Mercer’s fiery offense was the main highlight of their squad this season, and rightfully so. The Bears outscored their opponents 115-62 through seven games and averaged 16.4 goals per game. Those numbers are good for top-10 rankings nationally in scoring offense (6), points per game (5), and assists per game (3).
The Bears were also highly efficient, sporting a .369 shooting percentage and putting .583 percent of their shots on goal.
And while most of their offensive success was attributed to the Bears clearing the ball an impressive .883 percent of the time, out ground balling their opponents, and getting more possessions due to Ashton Wood winning almost 70 percent of his draws at the faceoff dot, a majority of their offense ran through one man: sophomore Sean Goldsmith.

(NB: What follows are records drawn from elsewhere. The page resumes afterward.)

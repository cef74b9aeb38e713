//! Which users are online, and through which sessions.

use std::{
    collections::{hash_map::Entry, HashMap, HashSet},
    sync::Arc,
};

use shared::{
    domain::{SessionHandle, UserId},
    protocol::ServerEvent,
};
use thiserror::Error;
use tokio::sync::{mpsc, RwLock};
use tracing::{debug, warn};

/// Outbound queue of one live session.
pub type SessionSender = mpsc::Sender<ServerEvent>;

#[derive(Debug, Error, PartialEq, Eq)]
pub enum DeliveryError {
    #[error("session {0} outbound queue is full")]
    Backpressure(SessionHandle),
    #[error("session {0} is closed")]
    Closed(SessionHandle),
}

struct SessionSlot {
    user_id: UserId,
    outbound: SessionSender,
}

#[derive(Default)]
struct PresenceTable {
    by_user: HashMap<UserId, HashSet<SessionHandle>>,
    sessions: HashMap<SessionHandle, SessionSlot>,
}

impl PresenceTable {
    fn remove(&mut self, handle: SessionHandle) -> Option<UserId> {
        let slot = self.sessions.remove(&handle)?;
        if let Entry::Occupied(mut entry) = self.by_user.entry(slot.user_id) {
            entry.get_mut().remove(&handle);
            if entry.get().is_empty() {
                entry.remove();
            }
        }
        Some(slot.user_id)
    }
}

/// Shared presence table. A user has an entry iff at least one session is open.
///
/// Every operation takes the lock once and releases it before any event is
/// pushed, so a slow session never holds up registration elsewhere.
#[derive(Clone, Default)]
pub struct PresenceRegistry {
    inner: Arc<RwLock<PresenceTable>>,
}

impl PresenceRegistry {
    pub fn new() -> Self {
        Self::default()
    }

    pub async fn register(&self, user_id: UserId, handle: SessionHandle, outbound: SessionSender) {
        let mut table = self.inner.write().await;
        // A handle belongs to exactly one user.
        table.remove(handle);
        table.by_user.entry(user_id).or_default().insert(handle);
        table
            .sessions
            .insert(handle, SessionSlot { user_id, outbound });
    }

    /// Removes `handle` from whichever user owns it. Unknown handles are ignored.
    pub async fn unregister(&self, handle: SessionHandle) -> Option<UserId> {
        self.inner.write().await.remove(handle)
    }

    pub async fn sessions_of(&self, user_id: UserId) -> HashSet<SessionHandle> {
        self.inner
            .read()
            .await
            .by_user
            .get(&user_id)
            .cloned()
            .unwrap_or_default()
    }

    pub async fn is_online(&self, user_id: UserId) -> bool {
        self.inner.read().await.by_user.contains_key(&user_id)
    }

    pub async fn online_users(&self) -> Vec<UserId> {
        let mut users: Vec<_> = self.inner.read().await.by_user.keys().copied().collect();
        users.sort();
        users
    }

    /// Pushes `event` to every live session of `user_id` and returns how many
    /// accepted it. Each push is independent; failures are logged and skipped.
    pub async fn deliver(&self, user_id: UserId, event: &ServerEvent) -> usize {
        let targets: Vec<(SessionHandle, SessionSender)> = {
            let table = self.inner.read().await;
            let Some(handles) = table.by_user.get(&user_id) else {
                return 0;
            };
            handles
                .iter()
                .filter_map(|handle| {
                    table
                        .sessions
                        .get(handle)
                        .map(|slot| (*handle, slot.outbound.clone()))
                })
                .collect()
        };

        let mut delivered = 0;
        for (handle, outbound) in targets {
            match push(handle, &outbound, event.clone()) {
                Ok(()) => {
                    delivered += 1;
                    debug!(%user_id, session = %handle, kind = event.kind(), "event delivered");
                }
                Err(error @ DeliveryError::Backpressure(_)) => {
                    warn!(%user_id, %error, kind = event.kind(), "dropping event for slow session");
                }
                Err(error @ DeliveryError::Closed(_)) => {
                    debug!(%user_id, %error, kind = event.kind(), "skipping closed session");
                }
            }
        }
        delivered
    }
}

pub(crate) fn push(
    handle: SessionHandle,
    outbound: &SessionSender,
    event: ServerEvent,
) -> Result<(), DeliveryError> {
    outbound.try_send(event).map_err(|error| match error {
        mpsc::error::TrySendError::Full(_) => DeliveryError::Backpressure(handle),
        mpsc::error::TrySendError::Closed(_) => DeliveryError::Closed(handle),
    })
}

#[cfg(test)]
#[path = "tests/presence_tests.rs"]
mod tests;
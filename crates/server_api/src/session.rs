//! Per-connection lifecycle: `Connecting -> Authenticated -> Active -> Closed`.
//!
//! Nothing here touches a socket. The transport feeds frames in and drains the
//! session's outbound queue, so every transition can be driven from tests.

use std::sync::Arc;

use chrono::{DateTime, Utc};
use shared::{
    domain::{SessionHandle, UserId},
    error::ApiError,
    protocol::{ClientRequest, ServerEvent},
};
use storage::UserDirectory;
use tracing::{debug, error, info, warn};

use crate::{
    auth::{TokenVerifier, MISSING_TOKEN},
    presence::{push, PresenceRegistry, SessionSender},
    router::MessageRouter,
};

pub const ALREADY_AUTHENTICATED: &str = "session already authenticated";
pub const NOT_AUTHENTICATED: &str = "not authenticated";
pub const MALFORMED_FRAME: &str = "receiver_id and content are required";
pub const TOKEN_EXPIRED: &str = "authentication token expired";
pub const UNKNOWN_USER: &str = "user not found";

#[derive(Debug, Clone, Copy, PartialEq, Eq)]
pub enum SessionState {
    Connecting,
    Authenticated {
        user_id: UserId,
        expires_at: Option<DateTime<Utc>>,
    },
    Active {
        user_id: UserId,
        expires_at: Option<DateTime<Utc>>,
    },
    Closed,
}

/// What the transport should do after a frame was handled.
#[derive(Debug, Clone, Copy, PartialEq, Eq)]
pub enum Dispatch {
    Continue,
    Close,
}

#[derive(Debug)]
pub struct Session {
    handle: SessionHandle,
    created_at: DateTime<Utc>,
    state: SessionState,
    outbound: Option<SessionSender>,
}

impl Session {
    pub fn new() -> Self {
        Self {
            handle: SessionHandle::new(),
            created_at: Utc::now(),
            state: SessionState::Connecting,
            outbound: None,
        }
    }

    pub fn handle(&self) -> SessionHandle {
        self.handle
    }

    pub fn created_at(&self) -> DateTime<Utc> {
        self.created_at
    }

    pub fn state(&self) -> SessionState {
        self.state
    }

    pub fn user_id(&self) -> Option<UserId> {
        match self.state {
            SessionState::Authenticated { user_id, .. } | SessionState::Active { user_id, .. } => {
                Some(user_id)
            }
            SessionState::Connecting | SessionState::Closed => None,
        }
    }

    pub fn expires_at(&self) -> Option<DateTime<Utc>> {
        match self.state {
            SessionState::Authenticated { expires_at, .. }
            | SessionState::Active { expires_at, .. } => expires_at,
            SessionState::Connecting | SessionState::Closed => None,
        }
    }

    pub fn is_closed(&self) -> bool {
        self.state == SessionState::Closed
    }

    /// Best-effort push to this session only.
    fn emit(&self, event: ServerEvent) {
        let Some(outbound) = &self.outbound else {
            return;
        };
        if let Err(error) = push(self.handle, outbound, event) {
            debug!(session = %self.handle, %error, "could not emit to own session");
        }
    }
}

impl Default for Session {
    fn default() -> Self {
        Self::new()
    }
}

#[derive(Clone)]
pub struct SessionManager {
    verifier: Arc<dyn TokenVerifier>,
    directory: Arc<dyn UserDirectory>,
    presence: PresenceRegistry,
    router: MessageRouter,
}

impl SessionManager {
    pub fn new(
        verifier: Arc<dyn TokenVerifier>,
        directory: Arc<dyn UserDirectory>,
        presence: PresenceRegistry,
        router: MessageRouter,
    ) -> Self {
        Self {
            verifier,
            directory,
            presence,
            router,
        }
    }

    /// `Connecting -> Authenticated`. Any failure closes the session, which
    /// was never registered and must not be opened.
    pub async fn authenticate(
        &self,
        session: &mut Session,
        credential: Option<&str>,
    ) -> Result<UserId, ApiError> {
        if session.state != SessionState::Connecting {
            return Err(ApiError::validation(ALREADY_AUTHENTICATED));
        }

        let result = self.resolve(credential).await;
        match result {
            Ok((user_id, expires_at)) => {
                session.state = SessionState::Authenticated {
                    user_id,
                    expires_at,
                };
                debug!(session = %session.handle, %user_id, "session authenticated");
                Ok(user_id)
            }
            Err(err) => {
                session.state = SessionState::Closed;
                warn!(session = %session.handle, reason = %err.message, "connection refused");
                Err(err)
            }
        }
    }

    async fn resolve(
        &self,
        credential: Option<&str>,
    ) -> Result<(UserId, Option<DateTime<Utc>>), ApiError> {
        let token = credential
            .map(str::trim)
            .filter(|token| !token.is_empty())
            .ok_or_else(|| ApiError::unauthorized(MISSING_TOKEN))?;
        let identity = self.verifier.verify(token)?;
        let known = self
            .directory
            .user_exists(identity.user_id)
            .await
            .map_err(|e| {
                error!(user_id = %identity.user_id, error = %e, "user directory lookup failed");
                ApiError::persistence("user directory unavailable")
            })?;
        if !known {
            return Err(ApiError::unauthorized(UNKNOWN_USER));
        }
        Ok((identity.user_id, identity.expires_at))
    }

    /// `Authenticated -> Active`: registers presence and confirms the connection.
    pub async fn activate(
        &self,
        session: &mut Session,
        outbound: SessionSender,
    ) -> Result<(), ApiError> {
        let SessionState::Authenticated {
            user_id,
            expires_at,
        } = session.state
        else {
            return Err(ApiError::unauthorized(NOT_AUTHENTICATED));
        };

        self.presence
            .register(user_id, session.handle, outbound.clone())
            .await;
        session.outbound = Some(outbound);
        session.state = SessionState::Active {
            user_id,
            expires_at,
        };
        info!(session = %session.handle, %user_id, "session active");
        session.emit(ServerEvent::Connected { user_id });
        Ok(())
    }

    pub async fn dispatch(
        &self,
        session: &Session,
        request: ClientRequest,
    ) -> Result<Dispatch, ApiError> {
        let SessionState::Active { user_id, .. } = session.state else {
            return Err(ApiError::unauthorized(NOT_AUTHENTICATED));
        };

        match request {
            ClientRequest::SendMessage {
                receiver_id,
                content,
            } => {
                self.router.send(user_id, receiver_id, &content).await?;
                Ok(Dispatch::Continue)
            }
            ClientRequest::Authenticate { .. } => Err(ApiError::validation(ALREADY_AUTHENTICATED)),
            ClientRequest::Quit => Ok(Dispatch::Close),
        }
    }

    /// Parses and dispatches one text frame. Rejections are reported to this
    /// session as `error` events and never end the connection.
    pub async fn handle_frame(&self, session: &Session, raw: &str) -> Dispatch {
        let request = match serde_json::from_str::<ClientRequest>(raw) {
            Ok(request) => request,
            Err(e) => {
                debug!(session = %session.handle, error = %e, "unparsable frame");
                session.emit(ServerEvent::Error(ApiError::validation(MALFORMED_FRAME)));
                return Dispatch::Continue;
            }
        };

        match self.dispatch(session, request).await {
            Ok(next) => next,
            Err(err) => {
                warn!(session = %session.handle, code = ?err.code, reason = %err.message, "request rejected");
                session.emit(ServerEvent::Error(err));
                Dispatch::Continue
            }
        }
    }

    /// Whether the credential bound to `session` has lapsed at `now`.
    pub fn token_expired(&self, session: &Session, now: DateTime<Utc>) -> bool {
        session
            .expires_at()
            .is_some_and(|expires_at| expires_at <= now)
    }

    /// Tells the client why, then closes.
    pub async fn expire(&self, session: &mut Session) {
        if session.is_closed() {
            return;
        }
        session.emit(ServerEvent::Error(ApiError::unauthorized(TOKEN_EXPIRED)));
        info!(session = %session.handle, "closing session with expired token");
        self.close(session).await;
    }

    /// Any state -> `Closed`. Safe to call repeatedly.
    pub async fn close(&self, session: &mut Session) {
        if session.is_closed() && session.outbound.is_none() {
            return;
        }
        let previous = std::mem::replace(&mut session.state, SessionState::Closed);
        session.outbound = None;
        if let Some(user_id) = self.presence.unregister(session.handle).await {
            info!(session = %session.handle, %user_id, ?previous, "session closed");
        }
    }
}

#[cfg(test)]
#[path = "tests/session_tests.rs"]
mod tests;
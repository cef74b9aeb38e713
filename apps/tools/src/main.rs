use anyhow::{bail, Result};
use clap::{Parser, Subcommand};
use server_api::auth::mint_token;
use shared::domain::UserId;
use storage::{MessageStore, Storage};

#[derive(Parser, Debug)]
struct Cli {
    #[arg(long, env = "DATABASE_URL", default_value = "sqlite://./data/chat.db")]
    database_url: String,
    #[command(subcommand)]
    command: Command,
}

#[derive(Subcommand, Debug)]
enum Command {
    /// Registers a user (or returns the existing id) in the directory.
    CreateUser { username: String },
    /// Issues a bearer token the server accepts for `user_id`.
    MintToken {
        user_id: i64,
        #[arg(long, env = "JWT_SECRET")]
        secret: String,
        #[arg(long, default_value_t = 24)]
        ttl_hours: i64,
    },
    /// Prints the newest messages between two users, oldest first.
    History {
        user_a: i64,
        user_b: i64,
        #[arg(long, default_value_t = 50)]
        limit: i64,
    },
}

#[tokio::main]
async fn main() -> Result<()> {
    let cli = Cli::parse();

    match cli.command {
        Command::CreateUser { username } => {
            let storage = Storage::new(&cli.database_url).await?;
            let user_id = storage.create_user(username.trim()).await?;
            println!("created user_id={user_id}");
        }
        Command::MintToken {
            user_id,
            secret,
            ttl_hours,
        } => {
            if ttl_hours <= 0 {
                bail!("ttl-hours must be positive");
            }
            let token = mint_token(&secret, UserId(user_id), chrono::Duration::hours(ttl_hours))?;
            println!("{token}");
        }
        Command::History {
            user_a,
            user_b,
            limit,
        } => {
            let storage = Storage::new(&cli.database_url).await?;
            for user_id in [user_a, user_b] {
                if storage.username_for_user(UserId(user_id)).await?.is_none() {
                    bail!("unknown user_id={user_id}");
                }
            }
            let messages = storage
                .query(UserId(user_a), UserId(user_b), limit.max(0), 0)
                .await?;
            for message in messages {
                println!(
                    "#{} {} {} -> {}: {}",
                    message.message_id,
                    message.created_at.to_rfc3339(),
                    message.sender_id,
                    message.receiver_id,
                    message.content
                );
            }
        }
    }

    Ok(())
}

The 6-foot-4, 124-pound Jamestown, N.C. native ended the shortened season as the nation’s leading scorer with 42 points (34G/8A). Goldsmith is a pure goal scorer. Plain and simple, accounting for 29 percent of the Bears’ goals this season.
And while Goldsmith was the face of this offense, it wasn’t always all him. The supporting cast of Michael Quinn (12G/12), Will McCarty (12G/10A), Carl Klepper (11G/4A), and others contributed plenty to the Bears’ offense this past season, as well.
The Bears’ defense saw much improvement from 2019 to 2020, as well, allowing an average of 8.17 goals per game, which is good for the fourth-best scoring offense in the nation. And if freshman goalie Colin Kelley had the chance to be able keep up the same pace for the rest of the season, which got cancelled, who knows how well this unit would have be viewed by the end of April.
The first half of the season was very good to the Bears, but their toughest challenges were ahead of them as they were getting ready to enter SoCon play, which had not yielded positive results for the Bears in the past. Mercer hasn’t won more than two in-conference games since 2016 and has only made the postseason once in program history (2015).
If the Bears had the rest of the season and were able to carry that energy they had garnered in the first half of the season into conference play, who knows how they would have fired.
If they would have achieved even similar success in conference play as they had against non-conference opponents in 2020, that would be a huge plus for a program that has seemed to be on the cusps of becoming a consistent SoCon tournament team for many years but never seemed to get over the hump.
Ultimately, we will never get to see what was fully in store for Mercer in 2020. But having already reached the most wins in program history this season and having a player receive national attention, 2020 looked be shaping up to be a historic year for the Bears. Now they must set their sights on 2021, just as every program in the country must do.